Various Tropical Fish Swimming among Corals

This site contains product affiliate links. If you make a purchase after clicking on one of these links, we may receive a commission.

Reef Safe Sunscreen Can Be Confusing

Over the last few years, concern over the harmful effects of sunscreen on the health of coral and marine life has grown. This has led many tropical destinations to ban certain sunscreens to help mitigate the impact on a precious resource. And this has made it hard for travelers to navigate the sunscreen requirements. What is banned? Where is it prohibited? How do you protect your skin? Are the other options adequate? What does Hawaii consider to be a reef-safe sunscreen? What does the USVI consider to be a reef-safe sunscreen?

A Woman Applying Sunscreen on Arm

When preparing for a trip to St. John, these questions popped up for me. Here is what I learned.

What Destinations Require “Reef-Safe” Sunscreen

The most notable change in the law happened in 2021 when Hawaii banned certain sunscreen chemicals. But this was not the only, nor the first, destination to do this. These include parts of Mexico, the U.S. Virgin Islands, Aruba, Bonaire, Key West, and Palau. The USVI law went into effect in 2020; this law differs slightly from the Hawaii law in that it bans the “3 Toxic O’s” of oxybenzone, octinoxate, and octocrylene. That is one more ingredient than the Hawaii law.

So What Exactly Are Reef-Safe Sunscreens?

“Reef-Safe” and “Reef-Friendly” generally mean sunscreens that do not include both oxybenzone and octinoxate, two common UV-blocking chemicals. These two chemicals have been shown in studies to be harmful to coral by bleaching it. Bleached coral is still alive; it is just under severe stress, which could lead to disease and, ultimately, death for the coral.

The National Park Service estimates that over 6,000 tons of sunscreen enter the water around coral reefs yearly. And sunscreen is by no means the only threat to the health of the reefs; climate change and pollution are two additional significant threats.

A NOAA (National Oceanic and Atmospheric Administration) study in 2016 found that these chemicals used in over 3,500 skincare products are entering the water directly from swimmers and through wastewater as a result of bathing. The study showed four significant toxic effects in early-developing coral:

  • Increased susceptibility to bleaching
  • DNA damage
  • Abnormal skeleton growth
  • Gross deformities of baby coral

A non-reef concern is that chemical sunscreens can be absorbed into the skin. And there is some evidence that this can be harmful over time. Although the FDA has not cautioned against these chemicals, the benefits of sunscreen far outweigh the concerns.

Orange Parasol
So What Does One Do To Avoid the Toxic O’s?
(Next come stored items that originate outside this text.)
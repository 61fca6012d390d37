//! The entry store: in-memory sleeves over physical storage, with write-back
//! scheduling and transactional staging.
//!
//! Visibility lives here. Entries written under an open transaction sit in
//! the pending table until the transaction commits; entries taken under an
//! open transaction move to the held table and either disappear (commit) or
//! reappear exactly once (abort). The transaction layer drives these
//! transitions through the [`EntryBackend`] seam.

use std::collections::HashMap;
use std::sync::Arc;

use parking_lot::Mutex;
use tracing::debug;
use tspace_error::Result;
use tspace_txn::EntryBackend;
use tspace_types::{EntryRecord, Oid, Sleeve, SleeveState};

use crate::writeback::{Buffered, PhysicalStore, WriteBuffer, WriteBufferConfig, WriteState};

/// Committed-visible entry storage backed by a physical store.
pub struct StoreBackend {
    store: Arc<dyn PhysicalStore>,
    buffer: WriteBuffer,
    /// Committed, observable entries.
    sleeves: Arc<Mutex<HashMap<Oid, Sleeve>>>,
    /// Written under a still-open transaction; not yet observable.
    pending: Mutex<HashMap<Oid, EntryRecord>>,
    /// Taken under a still-open transaction; kept for abort.
    held: Mutex<HashMap<Oid, EntryRecord>>,
}

impl StoreBackend {
    /// Warm-start from physical storage: every stored record becomes a clean
    /// sleeve.
    pub fn open(store: Arc<dyn PhysicalStore>, config: &WriteBufferConfig) -> Result<Arc<Self>> {
        let sleeves: HashMap<Oid, Sleeve> = store
            .scan()?
            .into_iter()
            .map(|record| (record.oid, Sleeve::new(record, SleeveState::Clean)))
            .collect();
        debug!(entries = sleeves.len(), "entry store warm-started");

        let sleeves = Arc::new(Mutex::new(sleeves));
        let buffer = WriteBuffer::new(Arc::clone(&store), config);
        let hook_sleeves = Arc::clone(&sleeves);
        buffer.set_flushed_hook(Box::new(move |oid| {
            let mut sleeves = hook_sleeves.lock();
            if let Some(sleeve) = sleeves.get_mut(&oid) {
                if sleeve.state.can_become(SleeveState::Clean) {
                    sleeve.state = SleeveState::Clean;
                }
            }
        }));

        Ok(Arc::new(Self {
            store,
            buffer,
            sleeves,
            pending: Mutex::new(HashMap::new()),
            held: Mutex::new(HashMap::new()),
        }))
    }

    // -----------------------------------------------------------------------
    // Space-layer staging
    // -----------------------------------------------------------------------

    /// Stage a write under an open transaction. The entry is not observable
    /// until the transaction commits.
    pub fn stage_write(&self, record: EntryRecord) {
        self.pending.lock().insert(record.oid, record);
    }

    /// Stage a take under an open transaction: the entry leaves visibility
    /// now; the transactional outcome decides whether it returns.
    pub fn stage_take(&self, oid: Oid) -> Option<EntryRecord> {
        let sleeve = self.sleeves.lock().remove(&oid)?;
        self.held.lock().insert(oid, sleeve.record.clone());
        Some(sleeve.record)
    }

    /// A committed-visible entry.
    #[must_use]
    pub fn read(&self, oid: Oid) -> Option<EntryRecord> {
        self.sleeves.lock().get(&oid).map(|s| s.record.clone())
    }

    #[must_use]
    pub fn visible_count(&self) -> usize {
        self.sleeves.lock().len()
    }

    /// Pin an entry against eviction while a holder works on it.
    pub fn pin(&self, oid: Oid) -> bool {
        let mut sleeves = self.sleeves.lock();
        let Some(sleeve) = sleeves.get_mut(&oid) else {
            return false;
        };
        let pinned = if sleeve.state.is_dirty() {
            SleeveState::PinnedDirty
        } else {
            SleeveState::PinnedClean
        };
        if sleeve.state.is_pinned() || sleeve.state.can_become(pinned) {
            sleeve.state = pinned;
            true
        } else {
            false
        }
    }

    /// Release a pin. A pinned-dirty sleeve goes back to dirty-updated so the
    /// flush hook can clean it later. If the sleeve was evicted while pinned,
    /// its parked change enters the flush queues now.
    pub fn unpin(&self, oid: Oid) {
        {
            let mut sleeves = self.sleeves.lock();
            if let Some(sleeve) = sleeves.get_mut(&oid) {
                sleeve.state = match sleeve.state {
                    SleeveState::PinnedClean => SleeveState::Clean,
                    SleeveState::PinnedDirty => SleeveState::DirtyUpdated,
                    other => other,
                };
                return;
            }
        }
        self.buffer.unpark(oid);
    }

    /// Drop a sleeve from memory; the record stays reachable through physical
    /// load. A clean sleeve is simply removed. A pinned-dirty sleeve parks
    /// its record in the write buffer, to be scheduled when the pin is
    /// released. Unpinned dirty sleeves are refused: the flush already
    /// scheduled will clean them shortly.
    pub fn evict(&self, oid: Oid) -> bool {
        let mut sleeves = self.sleeves.lock();
        match sleeves.get(&oid) {
            Some(sleeve) if sleeve.state == SleeveState::Clean => {
                sleeves.remove(&oid);
                true
            }
            Some(sleeve) if sleeve.state == SleeveState::PinnedDirty => {
                let record = sleeve.record.clone();
                sleeves.remove(&oid);
                // Updated is correct whether or not the entry reached disk:
                // an unflushed New ahead in the queue merges back to New.
                self.buffer.park(oid, Some(record), WriteState::Updated);
                true
            }
            _ => false,
        }
    }

    /// Reload an evicted entry from physical storage.
    pub fn fault_in(&self, oid: Oid) -> Result<Option<EntryRecord>> {
        if let Some(record) = self.read(oid) {
            return Ok(Some(record));
        }
        let Some(record) = self.store.load(oid)? else {
            return Ok(None);
        };
        self.sleeves
            .lock()
            .entry(oid)
            .or_insert_with(|| Sleeve::new(record.clone(), SleeveState::Clean));
        Ok(Some(record))
    }

    /// Drain the write buffer on the calling thread. Flush path for a
    /// worker-less buffer, and a barrier before orderly shutdown.
    pub fn flush_now(&self) {
        self.buffer.run_pending();
    }

    /// Flush everything buffered and return once physical storage holds it.
    /// The checkpoint installs this as its durability barrier: log segments
    /// covering these commits may be discarded only after it succeeds.
    pub fn flush_all(&self) -> Result<()> {
        self.buffer.flush_all()
    }

    /// A dirty read of the buffered state for `oid`, parked changes included.
    #[must_use]
    pub fn buffered(&self, oid: Oid) -> Option<Buffered> {
        self.buffer.dirty_read(oid)
    }

    #[must_use]
    pub fn unflushed(&self) -> usize {
        self.buffer.pending_len()
    }

    /// Every visible entry carrying a finite expiry, for rebuilding the
    /// lease index after a restart.
    #[must_use]
    pub fn leased_entries(&self) -> Vec<EntryRecord> {
        self.sleeves
            .lock()
            .values()
            .filter(|sleeve| sleeve.record.expiry_ms != 0)
            .map(|sleeve| sleeve.record.clone())
            .collect()
    }
}

impl EntryBackend for StoreBackend {
    fn commit_write(&self, record: &EntryRecord) -> Result<()> {
        self.pending.lock().remove(&record.oid);
        let state = if self.sleeves.lock().contains_key(&record.oid) {
            WriteState::Updated
        } else {
            WriteState::New
        };
        let sleeve_state = match state {
            WriteState::New => SleeveState::DirtyNew,
            _ => SleeveState::DirtyUpdated,
        };
        self.sleeves
            .lock()
            .insert(record.oid, Sleeve::new(record.clone(), sleeve_state));
        self.buffer.push(record.oid, Some(record.clone()), state);
        Ok(())
    }

    fn abort_write(&self, oid: Oid) -> Result<()> {
        // Never observable, never scheduled: dropping the staged copy is the
        // whole rollback.
        self.pending.lock().remove(&oid);
        Ok(())
    }

    fn commit_take(&self, oid: Oid) -> Result<()> {
        self.held.lock().remove(&oid);
        self.sleeves.lock().remove(&oid);
        self.buffer.push(oid, None, WriteState::Deleted);
        Ok(())
    }

    fn abort_take(&self, oid: Oid) -> Result<()> {
        let Some(record) = self.held.lock().remove(&oid) else {
            debug!(oid = %oid, "abort_take without a held entry");
            return Ok(());
        };
        // The take itself never touched the buffer; any dirtiness is from an
        // earlier unflushed write.
        let state = if self.buffer.has_pending(oid) {
            SleeveState::DirtyUpdated
        } else {
            SleeveState::Clean
        };
        self.sleeves
            .lock()
            .insert(oid, Sleeve::new(record, state));
        Ok(())
    }

    fn set_expiry(&self, oid: Oid, expiry_ms: u64) -> Result<()> {
        let record = {
            let mut sleeves = self.sleeves.lock();
            let Some(sleeve) = sleeves.get_mut(&oid) else {
                // The entry may have been taken between renewal and apply.
                debug!(oid = %oid, "set_expiry on absent entry");
                return Ok(());
            };
            sleeve.record.expiry_ms = expiry_ms;
            if sleeve.state == SleeveState::Clean {
                sleeve.state = SleeveState::DirtyUpdated;
            } else if sleeve.state == SleeveState::PinnedClean {
                sleeve.state = SleeveState::PinnedDirty;
            }
            sleeve.record.clone()
        };
        self.buffer.push(oid, Some(record), WriteState::Updated);
        Ok(())
    }

    fn restore_write(&self, record: &EntryRecord) -> Result<()> {
        // A prepared transaction's write is staged again, awaiting the
        // replayed or post-recovery outcome.
        self.pending.lock().insert(record.oid, record.clone());
        Ok(())
    }

    fn restore_take(&self, oid: Oid) -> Result<()> {
        if let Some(record) = self.store.load(oid)? {
            self.sleeves.lock().remove(&oid);
            self.held.lock().insert(oid, record);
        } else {
            // The taken entry's own insert never reached disk before the
            // crash; there is nothing to resurrect on abort.
            debug!(oid = %oid, "restore_take found nothing on disk");
        }
        Ok(())
    }
}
After researching this for an upcoming trip, I needed clarification. Can you replace the chemical sunscreen with an equally effective mineral sunscreen? The answer is yes and no. The mineral sunscreens did not perform as well as the chemical options in tests, but they were still effective.

The best way to protect your skin and the coral reef is to combine several sun protection methods:

Choose a non-nano, mineral-based formula. Sunscreens with ingredients such as zinc oxide and titanium oxide are safer for the reef and your skin. Look for ones that are labeled as “non-nano.” Finding non-nano products is essential when visiting the USVI. It means that the particles in the sunscreen are greater than 100 nanometers and are too large to be absorbed by the coral.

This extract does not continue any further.